Reproduce the records that follow exactly as they appear.

Top of THE DATA

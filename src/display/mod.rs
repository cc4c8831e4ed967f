pub mod context;
pub mod poller;

pub use context::{DisplayContext, TickReport};
pub use poller::{display_channel, DisplayConsumer, DisplayFrame, DisplayPoller, DisplayPublisher};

Bottom of THE DATA

## REPLY TO THE EXERCISE
filename src/display/mod.rs
repository cc4c8831e4ed967f
pub mod context;
pub mod poller;

pub use context::{DisplayContext, TickReport};
pub use poller::{display_channel, DisplayConsumer, DisplayFrame, DisplayPoller, DisplayPublisher};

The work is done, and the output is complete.